Records supplied
+-------+

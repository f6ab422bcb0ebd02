//! TP-Link: category list on the download center, one page per product with a
//! "Firmware" tab that gates eligibility.

use async_trait::async_trait;

use super::{dismiss_once, ensure_page, open_entry, ScrapeStats, Vendor, VendorOptions, VendorScraper};
use crate::error::{ConnectionError, ExpansionError, SessionError};
use crate::extract::{Accessor, Extractor, Instruction, Source, Transform};
use crate::record::FirmwareRecord;
use crate::session::{BrowserSession, Locator};
use crate::telemetry::ctx::LogCtx;
use crate::telemetry::ops::scrape::Scrape;
use crate::traverse::category::{walk_portal, PortalCatalog};
use crate::traverse::{CatalogNode, LeafCandidate, NodeKind};

pub const ENTRY_URL: &str = "https://www.tp-link.com/en/support/download/";

const REGION_OVERLAY_CLOSE: &str = "body > div.page-content-wrapper > div.tp-local-switcher > div > span";
const CATEGORIES: &str = "#list > div.item";
const CATEGORY_NAME: &str = "h2 > span.tp-m-hide";
const PRODUCT_LINKS: &str = "div.item-box > span > a";
const FIRMWARE_TAB: &str = "a[href='#Firmware']";
const MODEL_NAME: &str = "#model-version-name";
const HARDWARE_VERSION: &str = "#verison-hidden";
const RESOURCE_NAME: &str = "#content_Firmware > table > tbody > tr.basic-info > th.download-resource-name";
const RELEASE_DATE: &str = "#content_Firmware > table > tbody > tr.detail-info > td:nth-child(1) > span:nth-child(2)";
const DOWNLOAD_REGION_DIALOG: &str = "#content_Firmware > table > tbody > tr.basic-info > th.download-resource-btnbox > div > div > div > a.tp-dialog-btn.tp-dialog-btn-white.ga-click";
const DOWNLOAD_SIMPLE: &str = "#content_Firmware > table > tbody > tr.basic-info > th.download-resource-btnbox > a";

pub struct TpLinkScraper {
    session: Box<dyn BrowserSession>,
    options: VendorOptions,
    stats: ScrapeStats,
}

impl TpLinkScraper {
    pub fn new(session: Box<dyn BrowserSession>, options: VendorOptions) -> Self {
        Self { session, options, stats: ScrapeStats::default() }
    }
}

#[async_trait]
impl VendorScraper for TpLinkScraper {
    fn vendor(&self) -> Vendor { Vendor::TpLink }

    async fn connect(&mut self, log: &LogCtx<Scrape>) -> Result<(), ConnectionError> {
        open_entry(self.session.as_mut(), Vendor::TpLink, log).await?;
        dismiss_once(self.session.as_mut(), "region overlay", &Locator::css(REGION_OVERLAY_CLOSE), log).await;
        Ok(())
    }

    async fn scrape_metadata(&mut self, log: &LogCtx<Scrape>) -> Vec<FirmwareRecord> {
        let ex = Extractor::new(log);
        let mut catalog = TpLinkCatalog { session: self.session.as_mut(), ex: &ex };
        let (records, walk) = walk_portal(&mut catalog, self.options.max_products, log).await;
        self.stats = ScrapeStats::from_walk(walk, ex.failures());
        records
    }

    fn stats(&self) -> ScrapeStats { self.stats }

    async fn close(&mut self) -> Result<(), SessionError> { self.session.close().await }
}

struct TpLinkCatalog<'a, 'l> {
    session: &'a mut dyn BrowserSession,
    ex: &'a Extractor<'l>,
}

#[async_trait]
impl<'a, 'l> PortalCatalog for TpLinkCatalog<'a, 'l> {
    /// position in the category list
    type Category = usize;
    type Product = String;
    type Leaf = String;

    async fn categories(&mut self) -> Result<Vec<CatalogNode<usize>>, ExpansionError> {
        ensure_page(self.session, ENTRY_URL).await.map_err(|e| ExpansionError::from_session(ENTRY_URL, e))?;
        let items = self
            .session
            .find_all(None, &Locator::css(CATEGORIES))
            .await
            .map_err(|e| ExpansionError::from_session(ENTRY_URL, e))?;
        if items.is_empty() {
            return Err(ExpansionError::new(ENTRY_URL, "no product categories"));
        }
        let mut nodes = Vec::with_capacity(items.len());
        for (i, item) in items.iter().enumerate() {
            let src = Source::within(ENTRY_URL, item);
            let label = self
                .ex
                .extract(self.session, &src, &Instruction::text("category name", Locator::css(CATEGORY_NAME)))
                .await
                .unwrap_or_else(|| format!("category {}", i + 1));
            nodes.push(CatalogNode { handle: i, label, kind: NodeKind::Container, parent: None });
        }
        Ok(nodes)
    }

    async fn products(&mut self, category: &CatalogNode<usize>) -> Result<Vec<CatalogNode<String>>, ExpansionError> {
        let container = category.label.as_str();
        ensure_page(self.session, ENTRY_URL).await.map_err(|e| ExpansionError::from_session(container, e))?;
        let items = self
            .session
            .find_all(None, &Locator::css(CATEGORIES))
            .await
            .map_err(|e| ExpansionError::from_session(container, e))?;
        let item = items
            .get(category.handle)
            .ok_or_else(|| ExpansionError::new(container, "category vanished from the list"))?;
        let links = self
            .session
            .find_all(Some(item), &Locator::css(PRODUCT_LINKS))
            .await
            .map_err(|e| ExpansionError::from_session(container, e))?;
        if links.is_empty() {
            return Err(ExpansionError::new(container, format!("no {PRODUCT_LINKS} links")));
        }
        let mut products = Vec::with_capacity(links.len());
        for link in &links {
            if let Some(url) = self.ex.read(self.session, container, link, "product url", Accessor::Attribute("href")).await {
                products.push(CatalogNode { label: url.clone(), handle: url, kind: NodeKind::Container, parent: Some(category.label.clone()) });
            }
        }
        Ok(products)
    }

    async fn leaves(&mut self, product: &CatalogNode<String>) -> Result<Vec<String>, ExpansionError> {
        let url = product.handle.as_str();
        self.session.navigate(url).await.map_err(|e| ExpansionError::from_session(url, e))?;
        let tab = self
            .session
            .find(None, &Locator::css(FIRMWARE_TAB))
            .await
            .map_err(|e| ExpansionError::from_session(url, e))?;
        let Some(tab) = tab else { return Ok(Vec::new()) };
        self.session.click(&tab).await.map_err(|e| ExpansionError::from_session(url, e))?;
        Ok(vec![url.to_string()])
    }

    async fn extract(&mut self, leaf: LeafCandidate<String>) -> Option<FirmwareRecord> {
        let src = Source::page(&leaf.item);
        let mut rec = FirmwareRecord::new(Vendor::TpLink.manufacturer()).ok()?;
        rec.product_type = leaf.top_level().map(str::to_string);

        let model = self.ex.extract(self.session, &src, &Instruction::text("product name", Locator::css(MODEL_NAME))).await;
        let hardware = self.ex.extract(self.session, &src, &Instruction::text("hardware version", Locator::css(HARDWARE_VERSION))).await;
        rec.product_name = model.map(|m| m + hardware.as_deref().unwrap_or_default());

        // resource names look like "Archer C7(EU)_V5_230512"; drop the model prefix
        let version = Instruction::text("version", Locator::css(RESOURCE_NAME)).then(Transform::AfterFirst('_'));
        rec.version = self.ex.extract(self.session, &src, &version).await;

        let date = self.ex.extract(self.session, &src, &Instruction::text("release date", Locator::css(RELEASE_DATE))).await;
        rec.set_release_date(date);

        let links = [
            Instruction::attr("download link", Locator::css(DOWNLOAD_REGION_DIALOG), "href"),
            Instruction::attr("download link", Locator::css(DOWNLOAD_SIMPLE), "href").required(),
        ];
        rec.download_link = self.ex.first_of(self.session, &src, &links).await;
        Some(rec)
    }
}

+-------+

Instructions for the task
Each record must be returned exactly as it is written.

Reply to the task
repository f6ab422bcb0ebd02
//! TP-Link: category list on the download center, one page per product with a
//! "Firmware" tab that gates eligibility.

use async_trait::async_trait;

use super::{dismiss_once, ensure_page, open_entry, ScrapeStats, Vendor, VendorOptions, VendorScraper};
use crate::error::{ConnectionError, ExpansionError, SessionError};
use crate::extract::{Accessor, Extractor, Instruction, Source, Transform};
use crate::record::FirmwareRecord;
use crate::session::{BrowserSession, Locator};
use crate::telemetry::ctx::LogCtx;
use crate::telemetry::ops::scrape::Scrape;
use crate::traverse::category::{walk_portal, PortalCatalog};
use crate::traverse::{CatalogNode, LeafCandidate, NodeKind};

pub const ENTRY_URL: &str = "https://www.tp-link.com/en/support/download/";

const REGION_OVERLAY_CLOSE: &str = "body > div.page-content-wrapper > div.tp-local-switcher > div > span";
const CATEGORIES: &str = "#list > div.item";
const CATEGORY_NAME: &str = "h2 > span.tp-m-hide";
const PRODUCT_LINKS: &str = "div.item-box > span > a";
const FIRMWARE_TAB: &str = "a[href='#Firmware']";
const MODEL_NAME: &str = "#model-version-name";
const HARDWARE_VERSION: &str = "#verison-hidden";
const RESOURCE_NAME: &str = "#content_Firmware > table > tbody > tr.basic-info > th.download-resource-name";
const RELEASE_DATE: &str = "#content_Firmware > table > tbody > tr.detail-info > td:nth-child(1) > span:nth-child(2)";
const DOWNLOAD_REGION_DIALOG: &str = "#content_Firmware > table > tbody > tr.basic-info > th.download-resource-btnbox > div > div > div > a.tp-dialog-btn.tp-dialog-btn-white.ga-click";
const DOWNLOAD_SIMPLE: &str = "#content_Firmware > table > tbody > tr.basic-info > th.download-resource-btnbox > a";

pub struct TpLinkScraper {
    session: Box<dyn BrowserSession>,
    options: VendorOptions,
    stats: ScrapeStats,
}

impl TpLinkScraper {
    pub fn new(session: Box<dyn BrowserSession>, options: VendorOptions) -> Self {
        Self { session, options, stats: ScrapeStats::default() }
    }
}

#[async_trait]
impl VendorScraper for TpLinkScraper {
    fn vendor(&self) -> Vendor { Vendor::TpLink }

    async fn connect(&mut self, log: &LogCtx<Scrape>) -> Result<(), ConnectionError> {
        open_entry(self.session.as_mut(), Vendor::TpLink, log).await?;
        dismiss_once(self.session.as_mut(), "region overlay", &Locator::css(REGION_OVERLAY_CLOSE), log).await;
        Ok(())
    }

    async fn scrape_metadata(&mut self, log: &LogCtx<Scrape>) -> Vec<FirmwareRecord> {
        let ex = Extractor::new(log);
        let mut catalog = TpLinkCatalog { session: self.session.as_mut(), ex: &ex };
        let (records, walk) = walk_portal(&mut catalog, self.options.max_products, log).await;
        self.stats = ScrapeStats::from_walk(walk, ex.failures());
        records
    }

    fn stats(&self) -> ScrapeStats { self.stats }

    async fn close(&mut self) -> Result<(), SessionError> { self.session.close().await }
}

struct TpLinkCatalog<'a, 'l> {
    session: &'a mut dyn BrowserSession,
    ex: &'a Extractor<'l>,
}

#[async_trait]
impl<'a, 'l> PortalCatalog for TpLinkCatalog<'a, 'l> {
    /// position in the category list
    type Category = usize;
    type Product = String;
    type Leaf = String;

    async fn categories(&mut self) -> Result<Vec<CatalogNode<usize>>, ExpansionError> {
        ensure_page(self.session, ENTRY_URL).await.map_err(|e| ExpansionError::from_session(ENTRY_URL, e))?;
        let items = self
            .session
            .find_all(None, &Locator::css(CATEGORIES))
            .await
            .map_err(|e| ExpansionError::from_session(ENTRY_URL, e))?;
        if items.is_empty() {
            return Err(ExpansionError::new(ENTRY_URL, "no product categories"));
        }
        let mut nodes = Vec::with_capacity(items.len());
        for (i, item) in items.iter().enumerate() {
            let src = Source::within(ENTRY_URL, item);
            let label = self
                .ex
                .extract(self.session, &src, &Instruction::text("category name", Locator::css(CATEGORY_NAME)))
                .await
                .unwrap_or_else(|| format!("category {}", i + 1));
            nodes.push(CatalogNode { handle: i, label, kind: NodeKind::Container, parent: None });
        }
        Ok(nodes)
    }

    async fn products(&mut self, category: &CatalogNode<usize>) -> Result<Vec<CatalogNode<String>>, ExpansionError> {
        let container = category.label.as_str();
        ensure_page(self.session, ENTRY_URL).await.map_err(|e| ExpansionError::from_session(container, e))?;
        let items = self
            .session
            .find_all(None, &Locator::css(CATEGORIES))
            .await
            .map_err(|e| ExpansionError::from_session(container, e))?;
        let item = items
            .get(category.handle)
            .ok_or_else(|| ExpansionError::new(container, "category vanished from the list"))?;
        let links = self
            .session
            .find_all(Some(item), &Locator::css(PRODUCT_LINKS))
            .await
            .map_err(|e| ExpansionError::from_session(container, e))?;
        if links.is_empty() {
            return Err(ExpansionError::new(container, format!("no {PRODUCT_LINKS} links")));
        }
        let mut products = Vec::with_capacity(links.len());
        for link in &links {
            if let Some(url) = self.ex.read(self.session, container, link, "product url", Accessor::Attribute("href")).await {
                products.push(CatalogNode { label: url.clone(), handle: url, kind: NodeKind::Container, parent: Some(category.label.clone()) });
            }
        }
        Ok(products)
    }

    async fn leaves(&mut self, product: &CatalogNode<String>) -> Result<Vec<String>, ExpansionError> {
        let url = product.handle.as_str();
        self.session.navigate(url).await.map_err(|e| ExpansionError::from_session(url, e))?;
        let tab = self
            .session
            .find(None, &Locator::css(FIRMWARE_TAB))
            .await
            .map_err(|e| ExpansionError::from_session(url, e))?;
        let Some(tab) = tab else { return Ok(Vec::new()) };
        self.session.click(&tab).await.map_err(|e| ExpansionError::from_session(url, e))?;
        Ok(vec![url.to_string()])
    }

    async fn extract(&mut self, leaf: LeafCandidate<String>) -> Option<FirmwareRecord> {
        let src = Source::page(&leaf.item);
        let mut rec = FirmwareRecord::new(Vendor::TpLink.manufacturer()).ok()?;
        rec.product_type = leaf.top_level().map(str::to_string);

        let model = self.ex.extract(self.session, &src, &Instruction::text("product name", Locator::css(MODEL_NAME))).await;
        let hardware = self.ex.extract(self.session, &src, &Instruction::text("hardware version", Locator::css(HARDWARE_VERSION))).await;
        rec.product_name = model.map(|m| m + hardware.as_deref().unwrap_or_default());

        // resource names look like "Archer C7(EU)_V5_230512"; drop the model prefix
        let version = Instruction::text("version", Locator::css(RESOURCE_NAME)).then(Transform::AfterFirst('_'));
        rec.version = self.ex.extract(self.session, &src, &version).await;

        let date = self.ex.extract(self.session, &src, &Instruction::text("release date", Locator::css(RELEASE_DATE))).await;
        rec.set_release_date(date);

        let links = [
            Instruction::attr("download link", Locator::css(DOWNLOAD_REGION_DIALOG), "href"),
            Instruction::attr("download link", Locator::css(DOWNLOAD_SIMPLE), "href").required(),
        ];
        rec.download_link = self.ex.first_of(self.session, &src, &links).await;
        Some(rec)
    }
}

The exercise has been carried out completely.